Saved entries:
+-------+

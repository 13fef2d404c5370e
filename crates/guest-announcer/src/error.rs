//! Error types for guest-announcer
//!
//! Every variant except [`AnnounceError::Reconcile`] aborts the invocation
//! before the first kernel mutation. Per-primitive kernel failures are
//! collected by the reconciler and only surface here as a summary.

use announcer_types::ParseError;
use std::path::PathBuf;
use thiserror::Error;

/// Errors that can end a hook invocation.
#[derive(Debug, Error)]
pub enum AnnounceError {
    /// Configuration document missing or unreadable
    #[error("Failed to load configuration {}: {source}", path.display())]
    ConfigLoad {
        path: PathBuf,
        #[source]
        source: std::io::Error,
    },

    /// Configuration document is not valid JSON for the expected schema
    #[error("Failed to parse configuration {}: {source}", path.display())]
    ConfigParse {
        path: PathBuf,
        #[source]
        source: serde_json::Error,
    },

    /// Domain identifier cannot name a configuration file
    #[error("Invalid domain identifier '{0}'")]
    InvalidDomain(String),

    /// MAC address field is not a valid EUI-48 string
    #[error("Invalid MAC address: {0}")]
    InvalidMac(#[source] ParseError),

    /// Address or network field is not valid CIDR notation
    #[error("Invalid CIDR in {field}: {source}")]
    InvalidCidr {
        field: String,
        #[source]
        source: ParseError,
    },

    /// Subnet next-hop is not a valid IP address
    #[error("Invalid next hop '{value}' in {field}")]
    InvalidNextHop { field: String, value: String },

    /// Lifecycle action argument is not one of the known phases
    #[error("Unrecognized action '{0}' (expected pre-start, post-start, pre-stop or post-stop)")]
    UnrecognizedAction(String),

    /// Host interface named by the configuration does not exist
    #[error("Interface not found: {name}")]
    InterfaceNotFound { name: String },

    /// Netlink socket could not be opened or used
    #[error("Netlink error: {0}")]
    Netlink(String),

    /// One or more primitives failed during reconciliation
    #[error("{failed} of {total} routing primitives failed")]
    Reconcile { failed: usize, total: usize },
}

impl AnnounceError {
    /// Process exit code for this error.
    ///
    /// Usage errors exit with 2, every other failure with 1.
    pub fn exit_code(&self) -> u8 {
        match self {
            AnnounceError::UnrecognizedAction(_) => 2,
            _ => 1,
        }
    }
}

/// Result type alias for guest-announcer operations
pub type Result<T> = std::result::Result<T, AnnounceError>;
impl PrimitiveBuilder {
    pub fn new(config: &DomainConfig, link_index: u32, link_local: Ipv6Addr) -> Self {
        Self {
            table: config.table,
            rule_priority: config.rule_priority,
            link_index,
            mac: config.mac_address,
            link_local,
        }
    }

    fn rules(&self, family: IpFamily, network: IpCidr) -> [RoutingPrimitive; 2] {
        let rule = RuleSpec {
            family,
            network,
            table: self.table,
            priority: self.rule_priority,
        };
        [
            RoutingPrimitive::SourceRule(rule.clone()),
            RoutingPrimitive::DestinationRule(rule),
        ]
    }

    /// Rules, route and (IPv4 only) neighbor entry for a guest address
    pub fn address(&self, entry: &AddressEntry) -> EntryPrimitives {
        let (family, warning) = entry.family.resolve(&entry.cidr);
        let network = entry.cidr.network();

        let gateway = match family {
            IpFamily::V4 => None,
            IpFamily::V6 => Some(IpAddr::V6(self.link_local)),
        };

        let mut primitives = Vec::with_capacity(4);
        primitives.extend(self.rules(family, network));
        primitives.push(RoutingPrimitive::Route(RouteSpec {
            family,
            destination: network,
            gateway,
            link_index: self.link_index,
            table: self.table,
            on_link: false,
        }));
        match family {
            IpFamily::V4 => primitives.push(RoutingPrimitive::Neighbor(NeighborSpec {
                family,
                address: entry.cidr.address(),
                mac: self.mac,
                link_index: self.link_index,
            })),
            IpFamily::V6 => {}
        }

        EntryPrimitives {
            label: entry.cidr,
            primitives,
            warnings: warning.into_iter().collect(),
        }
    }

    /// Rules and on-link route for a routed subnet
    pub fn subnet(&self, entry: &SubnetEntry) -> EntryPrimitives {
        let (family, warning) = entry.family.resolve(&entry.cidr);
        let network = entry.cidr.network();
        let mut warnings: Vec<ConfigWarning> = warning.into_iter().collect();

        let next_hop = match entry.next_hop {
            Some(hop) if IpFamily::of(&hop) != family => {
                warnings.push(ConfigWarning::NextHopFamilyMismatch {
                    cidr: entry.cidr,
                    next_hop: hop,
                });
                None
            }
            other => other,
        };

        let gateway = match family {
            IpFamily::V4 => {
                if next_hop.is_none() {
                    warnings.push(ConfigWarning::MissingNextHop { cidr: entry.cidr });
                }
                next_hop
            }
            IpFamily::V6 => Some(next_hop.unwrap_or(IpAddr::V6(self.link_local))),
        };

        let mut primitives = Vec::with_capacity(3);
        primitives.extend(self.rules(family, network));
        primitives.push(RoutingPrimitive::Route(RouteSpec {
            family,
            destination: network,
            gateway,
            link_index: self.link_index,
            table: self.table,
            // the kernel rejects onlink on a nexthop without gateway
            on_link: gateway.is_some(),
        }));

        EntryPrimitives {
            label: entry.cidr,
            primitives,
            warnings,
        }
    }

    /// Every entry of the domain, addresses before subnets
    pub fn domain(&self, config: &DomainConfig) -> Vec<EntryPrimitives> {
        config
            .addresses
            .iter()
            .map(|entry| self.address(entry))
            .chain(config.subnets.iter().map(|entry| self.subnet(entry)))
            .collect()
    }
}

+-------+

*TASK TO COMPLETE*.
Go through the data and show every line where "total" occurs.

*WRITTEN REPLY*.
    #[error("{failed} of {total} routing primitives failed")]
    Reconcile { failed: usize, total: usize },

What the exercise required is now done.